> _WHAT YOU NEED TO DO_
Each line containing the word "clamp" must be copied from the material below.

> _AVAILABLE RECORDS_
◆ ◆ ◆

//! Turning a validated project into render graphs.
//!
//! Each track becomes one chain, leaf first:
//!
//! ```text
//! Source -> Resample(project rate) -> Shift(+offset) -> Speed | TimeStretch
//!        -> Equalizer -> Delay -> Effects... -> Gain -> Clip(start, duration)
//! ```
//!
//! Stages a track does not configure are left out.

use std::path::{Path, PathBuf};
use std::sync::Arc;

use cadence_core::{
    AudioGraph, BoxError, ClipNode, Composer, DelayNode, DelayParams, EqualizerBand, EqualizerNode, GainNode,
    GraphBuilder, MAX_SPEED, MAX_STRETCH_PERCENT, MIN_SPEED, MIN_STRETCH_PERCENT, ResampleNode, ShiftNode,
    SoundSource, SourceNode, SpeedNode, Time, TimeRange, TimeStretchNode, Track,
};

use crate::effects::create_effect_node;
use crate::error::ConfigError;
use crate::project::{DelayConfig, ProjectConfig, TrackConfig};
use crate::validation::{ValidationError, validate_track_config};

/// A compiled track: its graph and where it sits on the timeline.
#[derive(Debug)]
pub struct CompiledTrack {
    /// Display name.
    pub name: String,
    /// Render graph, terminated by the clip.
    pub graph: AudioGraph,
    /// Timeline span of the clip.
    pub extent: TimeRange,
}

impl From<CompiledTrack> for Track {
    fn from(track: CompiledTrack) -> Self {
        Track::new(track.name, track.graph, track.extent)
    }
}

/// Resolves a track's source path against the project directory.
pub fn resolve_source(base_dir: &Path, source: &Path) -> PathBuf {
    if source.is_absolute() {
        source.to_path_buf()
    } else {
        base_dir.join(source)
    }
}

/// Source time consumed per second of clip at the track's base speed.
fn base_speed(track: &TrackConfig) -> f64 {
    if let Some(stretch) = track.time_stretch {
        f64::from(stretch.clamp(MIN_STRETCH_PERCENT, MAX_STRETCH_PERCENT)) / 100.0
    } else if let Some(speed) = &track.speed {
        (f64::from(speed.base_value()) / 100.0).clamp(MIN_SPEED, MAX_SPEED)
    } else {
        1.0
    }
}

fn delay_node(config: &DelayConfig) -> DelayNode {
    let mut node = DelayNode::new(DelayParams {
        delay_ms: config.delay_ms.base_value(),
        feedback: config.feedback.base_value(),
        dry: config.dry.base_value(),
        wet: config.wet.base_value(),
    });
    *node.delay_time_mut() = config.delay_ms.to_property();
    *node.feedback_mut() = config.feedback.to_property();
    *node.dry_mix_mut() = config.dry.to_property();
    *node.wet_mix_mut() = config.wet.to_property();
    node
}

/// Builds the graph of one track over an already loaded `source`.
///
/// Without an explicit duration the clip runs to the end of the source at
/// the track's base speed (animated speed curves are not integrated here).
pub fn compile_track(
    track: &TrackConfig,
    source: Arc<dyn SoundSource>,
    sample_rate: u32,
) -> Result<CompiledTrack, ConfigError> {
    validate_track_config(track, sample_rate)?;
    let name = track.display_name();

    let duration = Time::from_secs_f64(match track.duration {
        Some(duration) => duration,
        None => (source.duration().as_secs_f64() - track.offset) / base_speed(track),
    });
    if duration <= Time::ZERO {
        return Err(ValidationError::Conflict {
            field: name,
            reason: format!(
                "offset {}s leaves nothing of a {:.3}s source",
                track.offset,
                source.duration().as_secs_f64()
            ),
        }
        .into());
    }
    let extent = TimeRange::new(Time::from_secs_f64(track.start), duration);

    let source_rate = source.sample_rate();
    let offset = Time::from_secs_f64(track.offset);
    let mut builder = GraphBuilder::new(SourceNode::new(source))
        .then(ResampleNode::new(sample_rate).with_source_rate(source_rate))
        .then_maybe((offset != Time::ZERO).then(|| ShiftNode::new(offset)));

    if let Some(speed) = &track.speed {
        builder = builder.then(SpeedNode::new(speed.to_property()));
    } else if let Some(stretch) = track.time_stretch {
        builder = builder.then(TimeStretchNode::new(stretch));
    }

    if !track.equalizer.is_empty() {
        let bands = track
            .equalizer
            .iter()
            .map(|band| {
                EqualizerBand::new(
                    band.band_type.into(),
                    band.frequency.to_property(),
                    band.gain.to_property(),
                    band.q.to_property(),
                )
            })
            .collect();
        builder = builder.then(EqualizerNode::new(bands));
    }

    builder = builder.then_maybe(track.delay.as_ref().map(delay_node));

    for effect in &track.effects {
        builder = builder.then_boxed(create_effect_node(effect)?);
    }

    let graph = builder
        .then(GainNode::new(track.gain.to_property()))
        .then(ClipNode::new(extent.start(), extent.duration()))
        .build();

    tracing::debug!(track = %name, %extent, "compiled track:\n{}", graph.describe());
    Ok(CompiledTrack { name, graph, extent })
}

impl ProjectConfig {
    /// Validates the project and compiles every unmuted track into a
    /// [`Composer`].
    ///
    /// `base_dir` is the directory relative source paths are resolved
    /// against; `loader` opens each resolved path.
    pub fn build<F>(&self, base_dir: &Path, mut loader: F) -> Result<Composer, ConfigError>
    where
        F: FnMut(&Path) -> Result<Arc<dyn SoundSource>, BoxError>,
    {
        self.validate()?;
        let mut composer = Composer::new(self.sample_rate);
        for track in self.tracks.iter().filter(|t| !t.muted) {
            let path = resolve_source(base_dir, &track.source);
            let source = loader(&path).map_err(|source| ConfigError::Source {
                path: path.clone(),
                source,
            })?;
            let compiled = compile_track(track, source, self.sample_rate)?;
            tracing::info!(
                track = %compiled.name,
                start = compiled.extent.start().as_secs_f64(),
                duration = compiled.extent.duration().as_secs_f64(),
                "added track"
            );
            composer.add_track(compiled.into());
        }
        Ok(composer)
    }
}

#[cfg(test)]
mod tests {
    use super::*;
    use crate::animated::AnimatedValue;
    use crate::project::{BandConfig, BandType, EffectConfig};
    use cadence_core::{AudioBuffer, KeyFrameSampler, MemorySource};

    fn tone(seconds: usize, rate: u32) -> Arc<dyn SoundSource> {
        let frames = seconds * rate as usize;
        Arc::new(MemorySource::new(AudioBuffer::from_channels(vec![vec![0.5; frames]], rate)))
    }

    #[test]
    fn test_chain_order_follows_track_settings() {
        let mut track = TrackConfig::new("a.wav").with_start(1.0);
        track.offset = 0.5;
        track.speed = Some(AnimatedValue::Constant(200.0));
        track.equalizer.push(BandConfig {
            band_type: BandType::LowPass,
            frequency: AnimatedValue::Constant(2000.0),
            gain: AnimatedValue::Constant(0.0),
            q: AnimatedValue::Constant(0.7),
        });
        track.delay = Some(DelayConfig::default());
        track.effects.push(EffectConfig::new("pan"));

        let compiled = compile_track(&track, tone(4, 44100), 48000).unwrap();
        let dump = compiled.graph.describe();
        let names: Vec<&str> = dump
            .lines()
            .map(|l| l.trim_start().split('(').next().unwrap_or(""))
            .collect();
        assert_eq!(
            names,
            [
                "ClipNode",
                "GainNode",
                "EffectNode",
                "DelayNode",
                "EqualizerNode",
                "SpeedNode",
                "ShiftNode",
                "ResampleNode",
                "SourceNode"
            ]
        );
        // 3.5 s of source left, played at double speed.
        assert_eq!(compiled.extent, TimeRange::new(Time::from_secs(1), Time::from_millis(1750)));
    }

    #[test]
    fn test_offset_past_the_end_is_rejected() {
        let mut track = TrackConfig::new("a.wav");
        track.offset = 5.0;
        let err = compile_track(&track, tone(2, 8000), 8000).unwrap_err();
        assert!(matches!(err, ConfigError::Validation(ValidationError::Conflict { .. })));
    }

    #[test]
    fn test_offset_at_the_exact_end_is_rejected() {
        let mut track = TrackConfig::new("a.wav");
        track.offset = 2.0;
        let err = compile_track(&track, tone(2, 8000), 8000).unwrap_err();
        assert!(err.to_string().contains("leaves nothing"), "{err}");
    }

    #[test]
    fn test_build_reports_offset_past_the_end_instead_of_panicking() {
        let mut track = TrackConfig::new("short.wav").with_start(3.0);
        track.offset = 10.0;
        let project = ProjectConfig::default().with_track(track);
        let err = project.build(Path::new("."), |_: &Path| Ok(tone(1, 48000))).unwrap_err();
        assert!(matches!(err, ConfigError::Validation(ValidationError::Conflict { .. })));
    }

    #[test]
    fn test_build_skips_muted_tracks_and_resolves_paths() {
        let mut muted = TrackConfig::new("b.wav");
        muted.muted = true;
        let project = ProjectConfig::default()
            .with_track(TrackConfig::new("a.wav").with_duration(1.0))
            .with_track(muted);

        let mut loaded = Vec::new();
        let mut composer = project
            .build(Path::new("/projects/demo"), |path: &Path| {
                loaded.push(path.to_path_buf());
                Ok(tone(2, 48000))
            })
            .unwrap();
        assert_eq!(loaded, [PathBuf::from("/projects/demo/a.wav")]);
        assert_eq!(composer.tracks().len(), 1);
        assert_eq!(composer.duration(), Time::from_secs(1));

        let out = composer
            .render(TimeRange::from_secs_f64(0.25, 0.1), &KeyFrameSampler)
            .unwrap();
        assert!(out.channel(0).iter().all(|s| (*s - 0.5).abs() < 1e-3));
    }

    #[test]
    fn test_loader_failure_names_the_path() {
        let project = ProjectConfig::default().with_track(TrackConfig::new("gone.wav"));
        let err = project
            .build(Path::new("dir"), |_: &Path| Err("no such file".into()))
            .unwrap_err();
        assert_eq!(err.to_string(), "failed to load source 'dir/gone.wav': no such file");
    }
}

◆ ◆ ◆

> _TASK ANSWER_
        f64::from(stretch.clamp(MIN_STRETCH_PERCENT, MAX_STRETCH_PERCENT)) / 100.0
        (f64::from(speed.base_value()) / 100.0).clamp(MIN_SPEED, MAX_SPEED)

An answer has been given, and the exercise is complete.